The structure of DhuFAP framework consisted of seven primary sections. The Home section served as an introduction to this platform. The Network section encompassed the co-expression network and PPI network. The Gene Family section comprised various gene families such as CYP450 family genes, transcription factors, transcription regulators, protein kinases, ubiquitin proteasomes, CAZy genes, Transport Proteins, and EAR motif-containing proteins. The Tools section offered functionalities like Search, BLAST, JBrowse, Sequence extraction, and GSEA toolkit. Pathway, Download, and Help were presented as separate sections

Function application

Analysis of key enzyme genes in alkaloid biosynthesis pathway

The stem contains an alkaloid that is the primary bioactive component in D. huoshanense. According to KEGG annotation in DhuFAP, there were 34 genes associated to alkaloid biosynthesis pathways were screened (Table S3). In order to better understand the relationship between key enzyme genes in alkaloid biosynthesis and TFs, co-expression analysis was conducted to identify the TFs which expressions were correlated with the key enzyme genes. The result demonstrated that C2H2, GRAS, NAC and other TFs were co-expressed with these key enzyme genes (Figure S2 and Table S4). Co-expressed genes have the same expression pattern, and may be regulated by the same upstream transcription factors. To explore transcription factors that may bind to the key enzyme gene promoter regions, we analyzed the co-expression relationships among key enzymes. The result showed that there were four pairs of co-expression between the key enzymes (Figure S3). We extracted 3000 bp sequences from the promoter region of each co-expression module to predict transcription factor binding sites. Many transcription factor binding sites were found, including MYB, GRAS and C2H2. This suggests that these transcription factors may bind to the key enzyme promoter regions. Therefore, these transcription factors may play a crucial regulatory role in the biosynthesis of alkaloids.

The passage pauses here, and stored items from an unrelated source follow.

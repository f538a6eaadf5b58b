//! Column driver: runs one multi-day interval
//!
//! ```rust,ignore
//! use permafrost_core::{Column, ColumnSetup, ForcingInterval, MaterialCatalog};
//!
//! let catalog = MaterialCatalog::presets(0.05)?.into_shared();
//! let mut column = Column::new("site-1", catalog, &setup)?;
//! let results = column.run_interval(&ForcingInterval::air_only(daily_air))?;
//! println!("{:?}", results.average_profile);
//! ```

mod forcing;
mod results;

pub use forcing::{ForcingInterval, WaterContentProfile};
pub use results::{IntervalResults, IntervalStats};

use std::sync::Arc;
use tracing::{debug, info, warn};

use crate::catalog::MaterialCatalog;
use crate::column::{ColumnSetup, LayeredColumnState};
use crate::core_types::interpolate_profile;
use crate::core_types::units::raw_values;
use crate::error::GiplResult;
use crate::physics::constants::J_TO_MJ;
use crate::solver::ImplicitConductionSolver;

/// A named column with its solver, advanced one interval at a time.
#[derive(Debug, Clone)]
pub struct Column {
    name: String,
    state: LayeredColumnState,
    solver: ImplicitConductionSolver,
    output_depths: Option<Vec<f64>>,
    geothermal_heat_flux: f64,
}

impl Column {
    /// Build a column from `setup` with materials from `catalog`.
    ///
    /// # Errors
    ///
    /// Any configuration error of the setup or unknown layer types.
    pub fn new(
        name: impl Into<String>,
        catalog: Arc<MaterialCatalog>,
        setup: &ColumnSetup,
    ) -> GiplResult<Self> {
        let name = name.into();
        let geothermal_heat_flux = setup
            .geothermal_heat_flux
            .map_or_else(|| catalog.geothermal_heat_flux(), f64::from);
        let state = LayeredColumnState::new(catalog, setup)?;
        info!(
            "Column '{}' initialized: {} soil nodes to {:.2} m, geothermal flux {} W/m²",
            name,
            state.soil_node_count(),
            state.soil_depths().last().copied().unwrap_or(0.0),
            geothermal_heat_flux
        );
        Ok(Self {
            name,
            state,
            solver: ImplicitConductionSolver::new(setup.solver),
            output_depths: setup.output_depths.as_deref().map(raw_values),
            geothermal_heat_flux,
        })
    }

    pub fn name(&self) -> &str {
        &self.name
    }

    pub fn state(&self) -> &LayeredColumnState {
        &self.state
    }

    /// Reference depth of every soil node, surface first (m).
    pub fn soil_depths(&self) -> Vec<f64> {
        self.state.soil_depths()
    }

    pub fn output_depths(&self) -> Option<&[f64]> {
        self.output_depths.as_deref()
    }

    pub fn geothermal_heat_flux(&self) -> f64 {
        self.geothermal_heat_flux
    }

    /// Simulate the days of `forcing` and record daily soil profiles.
    ///
    /// Day `d` advances the column from time `d` to `d + 1`. The water
    /// content and snow properties are applied once for the interval; the
    /// snow thickness changes daily.
    ///
    /// # Errors
    ///
    /// Invalid forcing, invalid properties and divergence. On error the
    /// column keeps the state of the last accepted step.
    pub fn run_interval(&mut self, forcing: &ForcingInterval) -> GiplResult<IntervalResults> {
        forcing.validate()?;

        let depths = self.state.soil_depths();
        match &forcing.water_content {
            Some(WaterContentProfile::AtNodes(values)) => {
                self.state.apply_water_content(values)?;
            }
            Some(WaterContentProfile::AtDepths {
                depths: source,
                values,
            }) => {
                let mapped = interpolate_profile(source, values, &depths);
                self.state.apply_water_content(&mapped)?;
            }
            None => debug!("Column '{}': reusing stored water content", self.name),
        }

        let (snow_conductivity, snow_heat_capacity) = forcing.mean_snow_properties();
        self.state
            .set_snow_properties(snow_conductivity, snow_heat_capacity * J_TO_MJ);
        self.solver.reset();

        let days = forcing.days();
        info!("Column '{}': simulating {} days", self.name, days);

        let mut results = IntervalResults::default();
        for day in 0..days {
            let start = day as f64;
            self.state
                .apply_snow_thickness(forcing.snow_thickness_on(day), forcing.surface_temperature(start))?;

            let advanced = self
                .solver
                .advance(&mut self.state, start + 1.0, self.geothermal_heat_flux, |t| {
                    forcing.surface_temperature(t)
                })
                .inspect_err(|err| warn!("Column '{}' failed on day {}: {}", self.name, day, err))?;

            results.stats.accepted_steps += advanced.accepted_steps;
            results.stats.rejected_steps += advanced.rejected_steps;
            results.stats.iterations += advanced.iterations;

            let profile = self.state.soil_temperatures().to_vec();
            if let Some(targets) = &self.output_depths {
                results
                    .daily_profiles_at_depths
                    .push(interpolate_profile(&depths, &profile, targets));
            }
            results.daily_profiles.push(profile);
            results
                .daily_front_depth
                .push(self.state.freezing_front_depth());
        }
        results.finish();

        info!(
            "Column '{}': {} days done in {} steps ({} rejected)",
            self.name, days, results.stats.accepted_steps, results.stats.rejected_steps
        );
        Ok(results)
    }
}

Characteristic and functional analysis of CHS gene

Chalcone synthases (CHS) are key enzyme that catalyzes alkaloid biosynthesis [33]. In our platform, the gene Dhu000001149 was identified as a member of chalcone synthase family (Fig. 3A), spans from 7,498,800 to 7,500,079 bp on chromosome 11 (Fig. 3B). Additionally, co-expression network connections were also furnished (Fig. 3C). It was found that Chalcone and stilbene synthases domain was located at N-terminal and C-terminal in the protein sequence (Fig. 3C). KEGG annotation suggested that enzyme (Fig. 3D and E) involved in tropane, piperidine and pyridine alkaloid biosynthesis and flavonoid biosynthesis. Previous studies have identified CHS involved in the potential accumulation of alkaloid in D. huoshanense [34]. Through expression profiling analysis, we found that the expression level of this gene was higher in stem and leave compared to root (Fig. 3F). The display of reads mapping using JBrowse also revealed higher expression in leaf and stem (Fig. 4A). Furthermore, the accumulation of alkaloid significantly higher in stem, leaf than root [7]. The expression of this gene showed a similar trend to the synthesis and accumulation of active compounds. Therefore, the analysis results suggest that the gene may be involved in the accumulation of alkaloid.

Fig. 3
figure 3

Gene details of CHS. (A) Functional annotations. (B) Location and transcript sequences. (C) Links for network. (D) Protein structure. (E) KEGG pathway and (F) Expression pattern of CHS gene

Fig. 4
figure 4

Expression and co-expression network analysis of CHS. (A) Presentation of CHS gene expression using JBrowse. (B) Positive co-expression gene network of CHS. (C) Analysis of gene differential expression in the positive co-expression network when comparing root and stem transcriptomes. (D) Analysis of gene differential expression in the positive co-expression network when comparing root and leaves transcriptomes. (E) Comparative analysis of CHS co-expressed genes’ expression in different transcriptome samples using heatmap analysis tool

Furthermore, we conducted a co-expression analysis of CHS with its expression profiles. Network analysis revealed 15 genes that showed positive co-expression with CHS (Fig. 4B, Table S4). Additionally, many genes in the co-expression network were significantly upregulated in the leaves and stem (Fig. 4C and D). Analysis of co-expressed genes with CHS through heatmap analysis also revealed similar results (Fig. 4E). Therefore, our analysis suggests that the CHS gene plays an important role in regulating biosynthesis of alkaloid.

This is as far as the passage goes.